§ TASK PROMPT
Copy the entries below in full, keeping them exactly as they are.

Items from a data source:
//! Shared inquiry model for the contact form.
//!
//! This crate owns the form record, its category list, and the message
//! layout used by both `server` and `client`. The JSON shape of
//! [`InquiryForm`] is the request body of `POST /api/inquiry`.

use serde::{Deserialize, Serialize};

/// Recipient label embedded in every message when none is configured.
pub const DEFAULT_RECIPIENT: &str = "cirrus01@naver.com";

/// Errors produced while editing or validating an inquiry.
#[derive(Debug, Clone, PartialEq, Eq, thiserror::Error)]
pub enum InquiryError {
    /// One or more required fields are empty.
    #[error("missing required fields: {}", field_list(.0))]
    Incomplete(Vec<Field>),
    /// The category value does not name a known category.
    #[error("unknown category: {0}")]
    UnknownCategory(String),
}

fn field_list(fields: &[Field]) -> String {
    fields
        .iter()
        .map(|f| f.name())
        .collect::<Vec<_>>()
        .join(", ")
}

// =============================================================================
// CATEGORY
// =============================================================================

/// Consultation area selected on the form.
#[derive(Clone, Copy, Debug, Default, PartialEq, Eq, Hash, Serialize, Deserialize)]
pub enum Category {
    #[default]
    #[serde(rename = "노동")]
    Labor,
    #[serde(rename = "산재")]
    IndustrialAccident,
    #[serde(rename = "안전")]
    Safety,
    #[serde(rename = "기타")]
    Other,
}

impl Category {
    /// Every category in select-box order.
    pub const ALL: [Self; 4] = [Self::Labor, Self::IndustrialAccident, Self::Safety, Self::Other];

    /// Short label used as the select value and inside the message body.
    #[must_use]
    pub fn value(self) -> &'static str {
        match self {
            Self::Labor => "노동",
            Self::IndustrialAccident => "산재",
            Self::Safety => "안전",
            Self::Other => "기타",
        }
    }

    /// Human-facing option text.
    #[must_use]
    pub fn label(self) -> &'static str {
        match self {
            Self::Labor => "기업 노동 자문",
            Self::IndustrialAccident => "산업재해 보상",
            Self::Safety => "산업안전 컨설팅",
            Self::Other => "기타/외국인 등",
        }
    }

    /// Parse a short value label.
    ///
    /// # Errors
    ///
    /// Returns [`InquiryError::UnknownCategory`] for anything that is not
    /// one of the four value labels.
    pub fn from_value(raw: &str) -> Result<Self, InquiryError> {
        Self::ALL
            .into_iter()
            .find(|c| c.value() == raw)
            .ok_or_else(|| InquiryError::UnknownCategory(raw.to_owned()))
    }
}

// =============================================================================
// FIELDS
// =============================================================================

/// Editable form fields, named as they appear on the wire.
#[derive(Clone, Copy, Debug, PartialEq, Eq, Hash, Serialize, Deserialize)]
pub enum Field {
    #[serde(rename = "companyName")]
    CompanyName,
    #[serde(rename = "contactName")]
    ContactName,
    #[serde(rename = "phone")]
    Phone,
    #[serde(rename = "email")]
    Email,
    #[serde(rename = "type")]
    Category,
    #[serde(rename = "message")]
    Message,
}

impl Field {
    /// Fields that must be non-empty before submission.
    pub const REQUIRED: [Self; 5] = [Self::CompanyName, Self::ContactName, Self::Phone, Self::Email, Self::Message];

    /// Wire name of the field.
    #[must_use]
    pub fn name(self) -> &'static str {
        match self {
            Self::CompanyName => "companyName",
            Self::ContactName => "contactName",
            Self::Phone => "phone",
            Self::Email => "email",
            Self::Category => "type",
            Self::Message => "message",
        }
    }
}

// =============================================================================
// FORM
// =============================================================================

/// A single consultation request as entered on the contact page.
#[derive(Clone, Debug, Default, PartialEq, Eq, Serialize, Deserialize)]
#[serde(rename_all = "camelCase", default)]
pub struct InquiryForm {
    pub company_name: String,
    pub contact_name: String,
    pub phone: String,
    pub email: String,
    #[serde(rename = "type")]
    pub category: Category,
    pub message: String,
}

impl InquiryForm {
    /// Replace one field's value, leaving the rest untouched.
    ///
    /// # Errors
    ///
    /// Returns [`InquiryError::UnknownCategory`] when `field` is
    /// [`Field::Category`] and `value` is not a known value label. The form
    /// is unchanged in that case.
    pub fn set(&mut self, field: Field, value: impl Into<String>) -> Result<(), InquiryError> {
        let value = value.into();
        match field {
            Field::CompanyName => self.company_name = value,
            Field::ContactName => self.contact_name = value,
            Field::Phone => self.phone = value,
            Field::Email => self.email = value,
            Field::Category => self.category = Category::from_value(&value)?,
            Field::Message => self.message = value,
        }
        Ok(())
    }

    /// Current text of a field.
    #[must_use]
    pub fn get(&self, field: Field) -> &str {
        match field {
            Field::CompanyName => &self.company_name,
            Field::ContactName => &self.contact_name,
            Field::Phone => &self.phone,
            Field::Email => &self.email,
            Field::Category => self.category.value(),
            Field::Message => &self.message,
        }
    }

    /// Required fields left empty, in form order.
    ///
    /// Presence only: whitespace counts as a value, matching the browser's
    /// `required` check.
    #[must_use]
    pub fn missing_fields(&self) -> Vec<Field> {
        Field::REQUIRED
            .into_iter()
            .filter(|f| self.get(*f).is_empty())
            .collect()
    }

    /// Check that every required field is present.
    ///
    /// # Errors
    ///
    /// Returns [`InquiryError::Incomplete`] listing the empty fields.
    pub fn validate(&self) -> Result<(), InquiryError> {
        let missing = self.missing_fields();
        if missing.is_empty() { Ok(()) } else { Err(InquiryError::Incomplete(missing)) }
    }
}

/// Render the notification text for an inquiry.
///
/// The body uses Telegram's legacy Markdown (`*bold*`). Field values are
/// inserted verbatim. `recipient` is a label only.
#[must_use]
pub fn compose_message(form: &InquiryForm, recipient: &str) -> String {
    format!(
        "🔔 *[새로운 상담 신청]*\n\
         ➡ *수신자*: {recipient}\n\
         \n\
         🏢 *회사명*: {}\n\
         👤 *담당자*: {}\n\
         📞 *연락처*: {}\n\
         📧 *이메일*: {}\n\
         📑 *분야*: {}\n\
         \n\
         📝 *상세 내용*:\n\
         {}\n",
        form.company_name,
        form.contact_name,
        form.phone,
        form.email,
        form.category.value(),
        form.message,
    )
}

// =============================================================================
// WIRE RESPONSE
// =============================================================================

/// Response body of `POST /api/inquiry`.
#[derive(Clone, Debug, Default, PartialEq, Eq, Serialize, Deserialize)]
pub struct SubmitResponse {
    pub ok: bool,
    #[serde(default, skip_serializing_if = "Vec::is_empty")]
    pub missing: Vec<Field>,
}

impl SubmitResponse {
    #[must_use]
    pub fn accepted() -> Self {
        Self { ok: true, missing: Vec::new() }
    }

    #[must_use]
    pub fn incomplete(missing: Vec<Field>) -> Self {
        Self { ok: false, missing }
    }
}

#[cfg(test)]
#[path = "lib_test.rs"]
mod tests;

§ RESPONSE FOR THIS EXERCISE
//! Shared inquiry model for the contact form.
//!
//! This crate owns the form record, its category list, and the message
//! layout used by both `server` and `client`. The JSON shape of
//! [`InquiryForm`] is the request body of `POST /api/inquiry`.

use serde::{Deserialize, Serialize};

/// Recipient label embedded in every message when none is configured.
pub const DEFAULT_RECIPIENT: &str = "cirrus01@naver.com";

/// Errors produced while editing or validating an inquiry.
#[derive(Debug, Clone, PartialEq, Eq, thiserror::Error)]
pub enum InquiryError {
    /// One or more required fields are empty.
    #[error("missing required fields: {}", field_list(.0))]
    Incomplete(Vec<Field>),
    /// The category value does not name a known category.
    #[error("unknown category: {0}")]
    UnknownCategory(String),
}

fn field_list(fields: &[Field]) -> String {
    fields
        .iter()
        .map(|f| f.name())
        .collect::<Vec<_>>()
        .join(", ")
}

// =============================================================================
// CATEGORY
// =============================================================================

/// Consultation area selected on the form.
#[derive(Clone, Copy, Debug, Default, PartialEq, Eq, Hash, Serialize, Deserialize)]
pub enum Category {
    #[default]
    #[serde(rename = "노동")]
    Labor,
    #[serde(rename = "산재")]
    IndustrialAccident,
    #[serde(rename = "안전")]
    Safety,
    #[serde(rename = "기타")]
    Other,
}

impl Category {
    /// Every category in select-box order.
    pub const ALL: [Self; 4] = [Self::Labor, Self::IndustrialAccident, Self::Safety, Self::Other];

    /// Short label used as the select value and inside the message body.
    #[must_use]
    pub fn value(self) -> &'static str {
        match self {
            Self::Labor => "노동",
            Self::IndustrialAccident => "산재",
            Self::Safety => "안전",
            Self::Other => "기타",
        }
    }

    /// Human-facing option text.
    #[must_use]
    pub fn label(self) -> &'static str {
        match self {
            Self::Labor => "기업 노동 자문",
            Self::IndustrialAccident => "산업재해 보상",
            Self::Safety => "산업안전 컨설팅",
            Self::Other => "기타/외국인 등",
        }
    }

    /// Parse a short value label.
    ///
    /// # Errors
    ///
    /// Returns [`InquiryError::UnknownCategory`] for anything that is not
    /// one of the four value labels.
    pub fn from_value(raw: &str) -> Result<Self, InquiryError> {
        Self::ALL
            .into_iter()
            .find(|c| c.value() == raw)
            .ok_or_else(|| InquiryError::UnknownCategory(raw.to_owned()))
    }
}

// =============================================================================
// FIELDS
// =============================================================================

/// Editable form fields, named as they appear on the wire.
#[derive(Clone, Copy, Debug, PartialEq, Eq, Hash, Serialize, Deserialize)]
pub enum Field {
    #[serde(rename = "companyName")]
    CompanyName,
    #[serde(rename = "contactName")]
    ContactName,
    #[serde(rename = "phone")]
    Phone,
    #[serde(rename = "email")]
    Email,
    #[serde(rename = "type")]
    Category,
    #[serde(rename = "message")]
    Message,
}

impl Field {
    /// Fields that must be non-empty before submission.
    pub const REQUIRED: [Self; 5] = [Self::CompanyName, Self::ContactName, Self::Phone, Self::Email, Self::Message];

    /// Wire name of the field.
    #[must_use]
    pub fn name(self) -> &'static str {
        match self {
            Self::CompanyName => "companyName",
            Self::ContactName => "contactName",
            Self::Phone => "phone",
            Self::Email => "email",
            Self::Category => "type",
            Self::Message => "message",
        }
    }
}

// =============================================================================
// FORM
// =============================================================================

/// A single consultation request as entered on the contact page.
#[derive(Clone, Debug, Default, PartialEq, Eq, Serialize, Deserialize)]
#[serde(rename_all = "camelCase", default)]
pub struct InquiryForm {
    pub company_name: String,
    pub contact_name: String,
    pub phone: String,
    pub email: String,
    #[serde(rename = "type")]
    pub category: Category,
    pub message: String,
}

impl InquiryForm {
    /// Replace one field's value, leaving the rest untouched.
    ///
    /// # Errors
    ///
    /// Returns [`InquiryError::UnknownCategory`] when `field` is
    /// [`Field::Category`] and `value` is not a known value label. The form
    /// is unchanged in that case.
    pub fn set(&mut self, field: Field, value: impl Into<String>) -> Result<(), InquiryError> {
        let value = value.into();
        match field {
            Field::CompanyName => self.company_name = value,
            Field::ContactName => self.contact_name = value,
            Field::Phone => self.phone = value,
            Field::Email => self.email = value,
            Field::Category => self.category = Category::from_value(&value)?,
            Field::Message => self.message = value,
        }
        Ok(())
    }

    /// Current text of a field.
    #[must_use]
    pub fn get(&self, field: Field) -> &str {
        match field {
            Field::CompanyName => &self.company_name,
            Field::ContactName => &self.contact_name,
            Field::Phone => &self.phone,
            Field::Email => &self.email,
            Field::Category => self.category.value(),
            Field::Message => &self.message,
        }
    }

    /// Required fields left empty, in form order.
    ///
    /// Presence only: whitespace counts as a value, matching the browser's
    /// `required` check.
    #[must_use]
    pub fn missing_fields(&self) -> Vec<Field> {
        Field::REQUIRED
            .into_iter()
            .filter(|f| self.get(*f).is_empty())
            .collect()
    }

    /// Check that every required field is present.
    ///
    /// # Errors
    ///
    /// Returns [`InquiryError::Incomplete`] listing the empty fields.
    pub fn validate(&self) -> Result<(), InquiryError> {
        let missing = self.missing_fields();
        if missing.is_empty() { Ok(()) } else { Err(InquiryError::Incomplete(missing)) }
    }
}

/// Render the notification text for an inquiry.
///
/// The body uses Telegram's legacy Markdown (`*bold*`). Field values are
/// inserted verbatim. `recipient` is a label only.
#[must_use]
pub fn compose_message(form: &InquiryForm, recipient: &str) -> String {
    format!(
        "🔔 *[새로운 상담 신청]*\n\
         ➡ *수신자*: {recipient}\n\
         \n\
         🏢 *회사명*: {}\n\
         👤 *담당자*: {}\n\
         📞 *연락처*: {}\n\
         📧 *이메일*: {}\n\
         📑 *분야*: {}\n\
         \n\
         📝 *상세 내용*:\n\
         {}\n",
        form.company_name,
        form.contact_name,
        form.phone,
        form.email,
        form.category.value(),
        form.message,
    )
}

// =============================================================================
// WIRE RESPONSE
// =============================================================================

/// Response body of `POST /api/inquiry`.
#[derive(Clone, Debug, Default, PartialEq, Eq, Serialize, Deserialize)]
pub struct SubmitResponse {
    pub ok: bool,
    #[serde(default, skip_serializing_if = "Vec::is_empty")]
    pub missing: Vec<Field>,
}

impl SubmitResponse {
    #[must_use]
    pub fn accepted() -> Self {
        Self { ok: true, missing: Vec::new() }
    }

    #[must_use]
    pub fn incomplete(missing: Vec<Field>) -> Self {
        Self { ok: false, missing }
    }
}

#[cfg(test)]
#[path = "lib_test.rs"]
mod tests;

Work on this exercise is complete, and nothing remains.